Il crogiolo di razze nel linguaggio moderno

Il crogiolo di razze nel linguaggio moderno – vale a dire l’espressione che si usa per indicare un tipo di società fondato sulla commistione di una pluralità di elementi di diversa provenienza, con il risultato di costruire un’identità condivisa, cioè comune – è definito come melting pot, in italiano ‘calderone, crogiolo’. Tale espressione è stata a lungo impiegata in riferimento alla società americana, la quale di fatto si profila come un crogiolo di razze (inglesi, francesi, olandesi, spagnoli ecc.) e di religioni (anglicani, calvinisti, battisti, quaccheri, cattolici ecc.).
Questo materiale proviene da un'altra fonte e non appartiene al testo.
//! Survival dataset file output.
//!
//! Datasets saved outside the program database are written as
//! tab-delimited text: a description line, a blank line, a header naming
//! the nine record fields, then one line per survival record in scan order.

mod delimited;

pub use delimited::{DelimitedFileSink, FILE_HEADER, FileSinkError, description_line};
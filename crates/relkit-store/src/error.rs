//! Store error types.

use relkit_model::ModelError;
use thiserror::Error;

#[derive(Debug, Error)]
pub enum StoreError {
    #[error("sqlite error: {0}")]
    Sqlite(#[from] rusqlite::Error),

    /// A stored label no longer maps onto the model.
    #[error("invalid value in {table}.{column}")]
    Model {
        table: &'static str,
        column: &'static str,
        #[source]
        source: ModelError,
    },

    /// An integer column does not fit the model type.
    #[error("value {value} in {table}.{column} is out of range")]
    OutOfRange {
        table: &'static str,
        column: &'static str,
        value: i128,
    },

    #[error("dataset {0} not found")]
    DatasetNotFound(i64),
}

pub type Result<T> = std::result::Result<T, StoreError>;
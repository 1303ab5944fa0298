//! Type-safe enumerations for dataset construction.
//!
//! Both enums are stored as text in the program database and in
//! delimited files, so each carries a canonical label that round-trips
//! through `Display` and `FromStr`.

use serde::{Deserialize, Serialize};
use std::fmt;
use std::str::FromStr;

use crate::error::ModelError;

/// Policy deciding which incident records participate in a dataset.
#[derive(Debug, Clone, Copy, PartialEq, Eq, Hash, Default, Serialize, Deserialize)]
#[serde(rename_all = "kebab-case")]
pub enum AggregationMode {
    /// One record per unit: its earliest qualifying incident (MTTF).
    FirstFailureOnly,
    /// One record per distinct `(unit, age)` pair (MTBBD).
    DistinctFailureTimes,
    /// Every qualifying incident, no collapsing (MTBF).
    #[default]
    AllFailureTimes,
}

impl AggregationMode {
    pub const ALL: [AggregationMode; 3] = [
        AggregationMode::FirstFailureOnly,
        AggregationMode::DistinctFailureTimes,
        AggregationMode::AllFailureTimes,
    ];

    /// Returns the canonical label.
    pub fn as_str(&self) -> &'static str {
        match self {
            AggregationMode::FirstFailureOnly => "first-failure-only",
            AggregationMode::DistinctFailureTimes => "distinct-failure-times",
            AggregationMode::AllFailureTimes => "all-failure-times",
        }
    }

    /// Returns a short human-readable description of the policy.
    pub fn description(&self) -> &'static str {
        match self {
            AggregationMode::FirstFailureOnly => "Include only the first failure time for each unit",
            AggregationMode::DistinctFailureTimes => {
                "Include only distinct failure times for each unit"
            }
            AggregationMode::AllFailureTimes => "Include all failure times for each unit",
        }
    }
}

impl fmt::Display for AggregationMode {
    fn fmt(&self, f: &mut fmt::Formatter<'_>) -> fmt::Result {
        write!(f, "{}", self.as_str())
    }
}

impl FromStr for AggregationMode {
    type Err = ModelError;

    /// Accepts the canonical labels, the short forms `first`/`distinct`/`all`
    /// and the estimate names `mttf`/`mtbbd`/`mtbf` (case-insensitive).
    fn from_str(s: &str) -> Result<Self, Self::Err> {
        let normalized = s.trim().to_lowercase().replace('_', "-");
        match normalized.as_str() {
            "first-failure-only" | "first" | "mttf" => Ok(AggregationMode::FirstFailureOnly),
            "distinct-failure-times" | "distinct" | "mtbbd" => {
                Ok(AggregationMode::DistinctFailureTimes)
            }
            "all-failure-times" | "all" | "mtbf" => Ok(AggregationMode::AllFailureTimes),
            _ => Err(ModelError::UnknownMode(s.to_string())),
        }
    }
}

/// Censoring kind of a survival record.
///
/// The interval builder only ever produces [`CensoringStatus::IntervalCensored`];
/// the other kinds come from records entered by hand and are read back
/// from the store.
#[derive(Debug, Clone, Copy, PartialEq, Eq, Hash, Serialize, Deserialize)]
#[non_exhaustive]
pub enum CensoringStatus {
    /// Failure observed at an exact instant.
    #[serde(rename = "Event")]
    Exact,
    /// Failure known to lie within `[left, right]`.
    #[serde(rename = "Interval Censored")]
    IntervalCensored,
    /// Unit still operating at `right`.
    #[serde(rename = "Right Censored")]
    RightCensored,
    /// Failure occurred at some time before `right`.
    #[serde(rename = "Left Censored")]
    LeftCensored,
}

impl CensoringStatus {
    pub fn as_str(&self) -> &'static str {
        match self {
            CensoringStatus::Exact => "Event",
            CensoringStatus::IntervalCensored => "Interval Censored",
            CensoringStatus::RightCensored => "Right Censored",
            CensoringStatus::LeftCensored => "Left Censored",
        }
    }
}

impl fmt::Display for CensoringStatus {
    fn fmt(&self, f: &mut fmt::Formatter<'_>) -> fmt::Result {
        write!(f, "{}", self.as_str())
    }
}

impl FromStr for CensoringStatus {
    type Err = ModelError;

    fn from_str(s: &str) -> Result<Self, Self::Err> {
        let normalized = s.trim().to_uppercase().replace(['_', '-'], " ");
        match normalized.as_str() {
            "EVENT" | "EXACT" => Ok(CensoringStatus::Exact),
            "INTERVAL CENSORED" => Ok(CensoringStatus::IntervalCensored),
            "RIGHT CENSORED" => Ok(CensoringStatus::RightCensored),
            "LEFT CENSORED" => Ok(CensoringStatus::LeftCensored),
            _ => Err(ModelError::UnknownStatus(s.to_string())),
        }
    }
}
L’immagine del crogiolo di razze fu associata per la prima volta alla società americana dal drammaturgo inglese Israel Zangwill nell’opera Melting Pot, in italiano ‘Il Crogiuolo’, pubblicata nel 1908. Da allora tale espressione entrò ufficialmente nel linguaggio moderno e prese ad essere diffusamente impiegata per indicare un particolare modello o ideale di società multietnica – etichettabile pertanto come un crogiolo di razze – in cui dopo un certo tempo, segnato dall’avvicendamento delle generazioni, le varie identità specifiche degli immigrati sarebbero destinate a fondersi con quelle dei paesi di accoglienza.‘Melting pot’ è inoltre un soprannome che spesso si attribuisce alla città di New York, all’interno della quale convivono – perlopiù pacificamente – individui tra loro molto diversi per razza, religione, cultura ecc.